Ремарка, предваряющая действие
ПРЕДИСЛОВИЕ
I.
Ремарка, предваряющая действие
II.
Список действующих лиц и система
персонажей чеховской драмы
III.
Ремарка, сопровождающая действие
ЗАКЛЮЧЕНИЕ
Подразделы:
"Чайка"
"Дядя Ваня"
"Три сестры"
"Вишневый сад"
«ТРИ СЕСТРЫ»
Общий смысловой рисунок драмы «Три сестры»

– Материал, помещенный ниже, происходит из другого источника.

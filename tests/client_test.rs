use netprobe::client::{
    measurement_phase, warmup_phase, LatencyEstimator, PhasePlan, Summary,
};
use netprobe::shutdown::ShutdownFlag;
use netprobe::transport::{NetworkSocket, TcpNetworkSocket};
use netprobe::Result;
use std::io::{Read, Write};
use std::net::{SocketAddr, TcpListener};
use std::thread;
use std::time::Duration;

/// Test helper: byte-for-byte TCP echo that never stamps anything
fn start_raw_echo_server() -> SocketAddr {
    let listener = TcpListener::bind("127.0.0.1:0").expect("Failed to bind test server");
    let addr = listener.local_addr().unwrap();
    thread::spawn(move || {
        for stream in listener.incoming() {
            let Ok(mut stream) = stream else { continue };
            let _ = stream.set_read_timeout(Some(Duration::from_secs(1)));
            let mut buf = [0u8; 64];
            loop {
                match stream.read(&mut buf) {
                    Ok(0) => break,
                    Ok(len) => {
                        let _ = stream.write_all(&buf[..len]);
                    }
                    Err(_) => break,
                }
            }
        }
    });
    addr
}

fn plan(first_sequence: u64, count: usize) -> PhasePlan {
    PhasePlan {
        first_sequence,
        count,
        packet_size: 256,
        interval: Duration::from_millis(1),
    }
}

#[test]
fn test_end_to_end_measurement_over_raw_echo() -> Result<()> {
    let addr = start_raw_echo_server();

    let mut socket = TcpNetworkSocket::connect(addr, Duration::from_secs(2))?;
    socket.set_timeout(Duration::from_millis(1000))?;
    let shutdown = ShutdownFlag::new();

    let lost = warmup_phase(&mut socket, &plan(1, 5), &shutdown)?;
    assert_eq!(lost, 0);

    let result = measurement_phase(
        &mut socket,
        &plan(6, 10),
        LatencyEstimator::HalfRoundTrip,
        &shutdown,
        None,
        None,
    )?;

    assert_eq!(result.sent, 10);
    assert_eq!(result.samples.len() + result.lost, 10);
    assert_eq!(result.samples.first().map(|s| s.sequence.0), Some(6));

    let summary = Summary::from_samples(&result.samples, result.sent, 256, Duration::from_millis(1));
    let stats = summary.statistics().expect("samples were recorded");
    assert_eq!(stats.count(), 10);
    assert!(stats.rtt.min <= stats.rtt.mean && stats.rtt.mean <= stats.rtt.max);
    // An unstamped echo reports zero processing time.
    assert_eq!(stats.server_processing_mean_us, 0.0);
    Ok(())
}

#[test]
fn test_interrupted_run_reports_attempted_packets() -> Result<()> {
    let addr = start_raw_echo_server();
    let mut socket = TcpNetworkSocket::connect(addr, Duration::from_secs(2))?;
    socket.set_timeout(Duration::from_millis(1000))?;

    let shutdown = ShutdownFlag::new();
    shutdown.request();
    let result = measurement_phase(
        &mut socket,
        &plan(1, 10),
        LatencyEstimator::HalfRoundTrip,
        &shutdown,
        None,
        None,
    )?;
    assert!(result.interrupted);
    assert_eq!(result.sent, 0);
    assert_eq!(
        Summary::from_samples(&result.samples, result.sent, 256, Duration::from_millis(1)),
        Summary::NoData { sent: 0 }
    );
    Ok(())
}
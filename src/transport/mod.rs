//! Transport sessions: the read/write primitives under the packet codec.
//!
//! Both transports carry the same encoded [`Packet`](crate::protocol::Packet).
//! TCP needs a resumable [`FrameReader`] because one `read` may return part of a
//! packet; UDP hands over whole datagrams or nothing.

pub mod frame;
pub mod tcp;
pub mod udp;

use crate::error::Result;
use crate::protocol::Packet;
use std::io;
use std::time::Duration;

pub use frame::{FrameReader, ReadState};
pub use tcp::TcpNetworkSocket;
pub use udp::UdpNetworkSocket;

/// Trait for network socket operations with packet abstraction
pub trait NetworkSocket: Send {
    /// Send a packet over the network
    fn send_packet(&mut self, packet: &Packet) -> Result<usize>;

    /// Receive a packet from the network.
    ///
    /// Returns [`Error::Timeout`](crate::Error::Timeout) when nothing arrived
    /// within the configured timeout.
    fn recv_packet(&mut self) -> Result<Packet>;

    /// Set the read timeout for the socket
    fn set_timeout(&self, timeout: Duration) -> Result<()>;
}

/// Read timeouts surface as `WouldBlock` on Unix and `TimedOut` on Windows.
pub fn is_timeout(err: &io::Error) -> bool {
    matches!(
        err.kind(),
        io::ErrorKind::WouldBlock | io::ErrorKind::TimedOut
    )
}


#[cfg(test)]
pub use tests::MockNetworkSocket;
//! Command-line surface shared by both roles.
//!
//! [`Cli`] is what clap parses; [`Cli::resolve`] validates it once into an
//! immutable [`Mode`] that the rest of the program consumes.

use crate::client::ClientConfig;
use crate::error::{Error, Result};
use crate::protocol::{MAX_PACKET_SIZE, MIN_PACKET_SIZE};
use crate::server::config::{ServerConfig, DEFAULT_MAX_CONNECTIONS, DEFAULT_UPDATE_INTERVAL_MS};
use clap::{ArgGroup, Parser, ValueEnum};
use std::fmt;
use std::net::{IpAddr, Ipv4Addr, Ipv6Addr, SocketAddr};
use std::path::PathBuf;
use std::str::FromStr;
use std::time::Duration;
use tracing::debug;

pub const DEFAULT_PORT: u16 = 8888;

/// Highest accepted `--sync-rounds`; each round needs its own reserved sequence number.
pub const MAX_SYNC_ROUNDS: usize = 21;

#[derive(Debug, Clone, Copy, PartialEq, Eq)]
pub enum Transport {
    Tcp,
    Udp,
}

impl fmt::Display for Transport {
    fn fmt(&self, f: &mut fmt::Formatter<'_>) -> fmt::Result {
        match self {
            Transport::Tcp => write!(f, "TCP"),
            Transport::Udp => write!(f, "UDP"),
        }
    }
}

#[derive(Debug, Clone, Copy, PartialEq, Eq)]
pub enum AddressFamily {
    V4,
    V6,
}

impl AddressFamily {
    pub fn unspecified(self) -> IpAddr {
        match self {
            AddressFamily::V4 => IpAddr::V4(Ipv4Addr::UNSPECIFIED),
            AddressFamily::V6 => IpAddr::V6(Ipv6Addr::UNSPECIFIED),
        }
    }

    /// Parse an IP literal, rejecting literals of the other family.
    pub fn parse_ip(self, literal: &str) -> Result<IpAddr> {
        let parsed = match self {
            AddressFamily::V4 => Ipv4Addr::from_str(literal).map(IpAddr::V4).ok(),
            AddressFamily::V6 => Ipv6Addr::from_str(literal).map(IpAddr::V6).ok(),
        };
        parsed.ok_or_else(|| Error::Config(format!("invalid {} address: {}", self, literal)))
    }
}

impl fmt::Display for AddressFamily {
    fn fmt(&self, f: &mut fmt::Formatter<'_>) -> fmt::Result {
        match self {
            AddressFamily::V4 => write!(f, "IPv4"),
            AddressFamily::V6 => write!(f, "IPv6"),
        }
    }
}

#[derive(Debug, Clone, Copy, PartialEq, Eq, ValueEnum)]
pub enum LogFormat {
    Text,
    Json,
}

#[derive(Parser, Debug, Clone)]
#[command(name = "netprobe")]
#[command(about = "Network latency and jitter measurement tool (probe client and echo server)")]
#[command(group(ArgGroup::new("role").required(true).args(["server", "client"])))]
pub struct Cli {
    /// Run as echo server
    #[arg(short = 's', long)]
    pub server: bool,

    /// Run as client against this IP address
    #[arg(short = 'c', long = "client", value_name = "IP")]
    pub client: Option<String>,

    /// TCP/UDP port
    #[arg(short = 'p', long, default_value_t = DEFAULT_PORT)]
    pub port: u16,

    /// Use UDP instead of TCP
    #[arg(short = 'u', long)]
    pub udp: bool,

    /// Number of measurement packets
    #[arg(short = 'n', long = "count", default_value_t = 100)]
    pub count: usize,

    /// Delay between packets in milliseconds (used when --rate is 0)
    #[arg(short = 'd', long = "delay", default_value_t = 100)]
    pub delay_ms: u64,

    /// Packet size in bytes, clamped to [64, 8192]
    #[arg(short = 'l', long = "length", default_value_t = 1024)]
    pub packet_size: usize,

    /// Target send rate in packets/second; overrides --delay when > 0
    #[arg(short = 'r', long = "rate", default_value_t = 10)]
    pub rate_pps: u32,

    /// Write per-packet results to this CSV file
    #[arg(short = 'o', long = "output", value_name = "FILE")]
    pub output: Option<PathBuf>,

    /// Use IPv6 instead of IPv4
    #[arg(short = '6', long = "ipv6")]
    pub ipv6: bool,

    /// Enable clock synchronization for direct one-way latency
    #[arg(short = 't', long = "time-sync")]
    pub time_sync: bool,

    /// Number of clock synchronization rounds
    #[arg(long, default_value_t = 10)]
    pub sync_rounds: usize,

    /// Warm-up exchanges whose samples are discarded
    #[arg(long, default_value_t = 0)]
    pub warmup: usize,

    /// Receive timeout per packet in milliseconds
    #[arg(long, default_value_t = 1000)]
    pub timeout_ms: u64,

    /// Server bind address (defaults to the wildcard address of the family)
    #[arg(long, value_name = "IP")]
    pub bind: Option<String>,

    /// Maximum concurrent TCP connections served
    #[arg(long, default_value_t = DEFAULT_MAX_CONNECTIONS)]
    pub max_connections: usize,

    /// Monitor update interval in milliseconds
    #[arg(long, default_value_t = DEFAULT_UPDATE_INTERVAL_MS)]
    pub update_interval: u64,

    /// Disable progress bar / live status line
    #[arg(short = 'q', long)]
    pub quiet: bool,

    /// Log level (trace, debug, info, warn, error)
    #[arg(long, default_value = "info")]
    pub log_level: String,

    /// Log format
    #[arg(long, value_enum, default_value_t = LogFormat::Text)]
    pub log_format: LogFormat,
}

/// Immutable per-run settings for the selected role.
#[derive(Debug, Clone)]
pub enum Mode {
    Server(ServerConfig),
    Client(ClientConfig),
}

impl Cli {
    pub fn transport(&self) -> Transport {
        if self.udp {
            Transport::Udp
        } else {
            Transport::Tcp
        }
    }

    pub fn family(&self) -> AddressFamily {
        if self.ipv6 {
            AddressFamily::V6
        } else {
            AddressFamily::V4
        }
    }

    /// Returns true if JSON format logging is enabled
    pub fn is_json_format(&self) -> bool {
        self.log_format == LogFormat::Json
    }

    /// Validate the arguments and resolve them into a run mode.
    pub fn resolve(&self) -> Result<Mode> {
        debug!("Validating configuration");

        let valid_levels = ["trace", "debug", "info", "warn", "error"];
        if !valid_levels.contains(&self.log_level.to_lowercase().as_str()) {
            return Err(Error::Config(format!(
                "log_level must be one of: {}",
                valid_levels.join(", ")
            )));
        }

        if self.port == 0 {
            return Err(Error::Config("port must be > 0".into()));
        }

        let family = self.family();
        let mode = if self.server {
            let ip = match &self.bind {
                Some(literal) => family.parse_ip(literal)?,
                None => family.unspecified(),
            };
            if self.max_connections == 0 {
                return Err(Error::Config("max_connections must be > 0".into()));
            }
            if self.update_interval == 0 {
                return Err(Error::Config("update_interval must be > 0".into()));
            }
            Mode::Server(ServerConfig {
                bind: SocketAddr::new(ip, self.port),
                transport: self.transport(),
                max_connections: self.max_connections,
                update_interval_ms: self.update_interval,
                quiet: self.quiet,
            })
        } else {
            let literal = self
                .client
                .as_deref()
                .ok_or_else(|| Error::Config("either -s or -c <ip> is required".into()))?;
            let ip = family.parse_ip(literal)?;

            if self.count == 0 {
                return Err(Error::Config("count must be > 0".into()));
            }
            if self.timeout_ms == 0 {
                return Err(Error::Config("timeout must be > 0".into()));
            }
            if self.time_sync && !(1..=MAX_SYNC_ROUNDS).contains(&self.sync_rounds) {
                return Err(Error::Config(format!(
                    "sync_rounds must be in 1..={}",
                    MAX_SYNC_ROUNDS
                )));
            }

            Mode::Client(ClientConfig {
                target: SocketAddr::new(ip, self.port),
                transport: self.transport(),
                packet_size: self.packet_size.clamp(MIN_PACKET_SIZE, MAX_PACKET_SIZE),
                packet_count: self.count,
                delay_ms: self.delay_ms,
                rate_pps: self.rate_pps,
                clock_sync: self.time_sync,
                sync_rounds: self.sync_rounds,
                warmup: self.warmup,
                timeout: Duration::from_millis(self.timeout_ms),
                output: self.output.clone(),
                quiet: self.quiet,
            })
        };

        debug!(?mode, "Configuration validated successfully");
        Ok(mode)
    }
}

#[cfg(test)]
mod tests {
    use super::*;

    fn parse(args: &[&str]) -> Cli {
        let mut argv = vec!["netprobe"];
        argv.extend_from_slice(args);
        Cli::try_parse_from(argv).unwrap()
    }

    fn client(args: &[&str]) -> ClientConfig {
        match parse(args).resolve().unwrap() {
            Mode::Client(config) => config,
            Mode::Server(_) => panic!("expected client mode"),
        }
    }

    #[test]
    fn test_client_defaults() {
        let config = client(&["-c", "127.0.0.1"]);
        assert_eq!(config.target, "127.0.0.1:8888".parse().unwrap());
        assert_eq!(config.transport, Transport::Tcp);
        assert_eq!(config.packet_size, 1024);
        assert_eq!(config.packet_count, 100);
        assert_eq!(config.delay_ms, 100);
        assert_eq!(config.rate_pps, 10);
        assert!(!config.clock_sync);
        assert!(config.output.is_none());
    }

    #[test]
    fn test_short_flags() {
        let config = client(&[
            "-c", "10.0.0.5", "-p", "9000", "-u", "-n", "10", "-d", "5", "-l", "64", "-r", "0",
            "-o", "out.csv", "-t",
        ]);
        assert_eq!(config.target, "10.0.0.5:9000".parse().unwrap());
        assert_eq!(config.transport, Transport::Udp);
        assert_eq!(config.packet_count, 10);
        assert_eq!(config.delay_ms, 5);
        assert_eq!(config.rate_pps, 0);
        assert_eq!(config.output, Some(PathBuf::from("out.csv")));
        assert!(config.clock_sync);
    }

    #[test]
    fn test_packet_size_is_clamped() {
        assert_eq!(client(&["-c", "127.0.0.1", "-l", "10"]).packet_size, 64);
        assert_eq!(client(&["-c", "127.0.0.1", "-l", "100000"]).packet_size, 8192);
        assert_eq!(client(&["-c", "127.0.0.1", "-l", "500"]).packet_size, 500);
    }

    #[test]
    fn test_ipv6_client() {
        let config = client(&["-6", "-c", "::1"]);
        assert_eq!(config.target, "[::1]:8888".parse().unwrap());
    }

    #[test]
    fn test_ip_family_mismatch_rejected() {
        assert!(parse(&["-c", "::1"]).resolve().is_err());
        assert!(parse(&["-6", "-c", "127.0.0.1"]).resolve().is_err());
        assert!(parse(&["-c", "not-an-ip"]).resolve().is_err());
    }

    #[test]
    fn test_server_mode() {
        match parse(&["-s", "-u", "-p", "7000"]).resolve().unwrap() {
            Mode::Server(config) => {
                assert_eq!(config.bind, "0.0.0.0:7000".parse().unwrap());
                assert_eq!(config.transport, Transport::Udp);
                assert_eq!(config.max_connections, 64);
            }
            Mode::Client(_) => panic!("expected server mode"),
        }
        match parse(&["-s", "-6"]).resolve().unwrap() {
            Mode::Server(config) => assert_eq!(config.bind, "[::]:8888".parse().unwrap()),
            Mode::Client(_) => panic!("expected server mode"),
        }
    }

    #[test]
    fn test_role_is_required_and_exclusive() {
        assert!(Cli::try_parse_from(["netprobe"]).is_err());
        assert!(Cli::try_parse_from(["netprobe", "-s", "-c", "127.0.0.1"]).is_err());
    }

    #[test]
    fn test_invalid_values_rejected() {
        assert!(parse(&["-c", "127.0.0.1", "-n", "0"]).resolve().is_err());
        assert!(parse(&["-c", "127.0.0.1", "-p", "0"]).resolve().is_err());
        assert!(parse(&["-c", "127.0.0.1", "-t", "--sync-rounds", "30"])
            .resolve()
            .is_err());
        assert!(parse(&["-s", "--log-level", "loud"]).resolve().is_err());
        assert!(parse(&["-s", "--max-connections", "0"]).resolve().is_err());
    }
}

выполнен совершенно иначе, хотя первые три ее действия
существуют в русле уже намеченной модели. Относительное
равновесие между внутренним и внешним миром и, соответственно,
совмещение двух типов авторской точки зрения наблюдаем в
авторском комментарии к первому действию пьесы:
«В доме Прозоровых. Гостиная с колоннами, за которыми виден
большой зал. Полдень, на дворе солнечно, весело. В зале
накрывают стол для завтрака» (13, 119).
В приведенном описании примечательно отсутствие границы между
двумя намеченными типами пространствами, реализованными здесь
как в доме и на дворе (в отличие от предыдущей пьесы, в ремарке
нет ни двери, ни окна), поэтому авторское ощущение: «солнечно,
весело» является общим для них. Настроение, зафиксированное в
ремарке, эксплицирует и даже персонифицирует в первом действии
Ирина: «Скажите мне, отчего я так счастлива? Точно я на парусах,
надо мной широкое голубое небо и носятся большие белые птицы»
(13, 122).
Ремарки, предшествующие второму и третьему действиям, также
фиксируют внутреннюю точку зрения автора и одновременно отмечают
сужение пространства персонажей:
«Декорация первого акта. Восемь часов вечера. За сценой на улице
едва слышно играют на гармонике. Нет огня» (13, 139);
«Комната Ольги и Ирины. Налево и направо постели, загороженные
ширмами. Третий час ночи. За сценой бьют в набат по случаю
пожара, начавшегося уже давно. Видно, что в доме еще не ложились
спать» (13, 157).
Сужение художественного пространства в драме сопровождается
новым для драматургии Чехова явлением. Более значительную
смысловую нагрузку, чем в предшествующих пьесах, здесь начинает
выполнять звук.
О том, что аудиоряд спектакля был для Чехова необыкновенно
важен, свидетельствуют, в частности, воспоминания К.С.
Станиславского: «Мы предложили ему самому перерепетировать
закулисные звуки пожара и предоставили ему для этого весь
сценический аппарат, Антон Павлович с радостью принял на себя
роль режиссера и, с увлечением принявшись за дело, дал целый
список вещей, которые следовало приготовить для звуковой пробы»
. Именно начиная с постановки пьесы «Три сестры», звуковое
оформление спектаклей на сцене Художественного театра становится
болезненной темой в письмах Чехова, по-видимому, оно его не
вполне удовлетворяет.
Так, в письме К.С. Станиславскому относительно постановки
«Вишневого сада» в свойственной ему косвенной манере Чехов
пытается отговорить увлекшегося режиссера от звуковых
экспериментов: «Дорогой Константин Сергеевич, сенокос бывает
обыкновенно 20-25 июня, в это время коростель уже, кажется, не
кричит, лягушки тоже уже умолкают к этому времени» (П 11, 312).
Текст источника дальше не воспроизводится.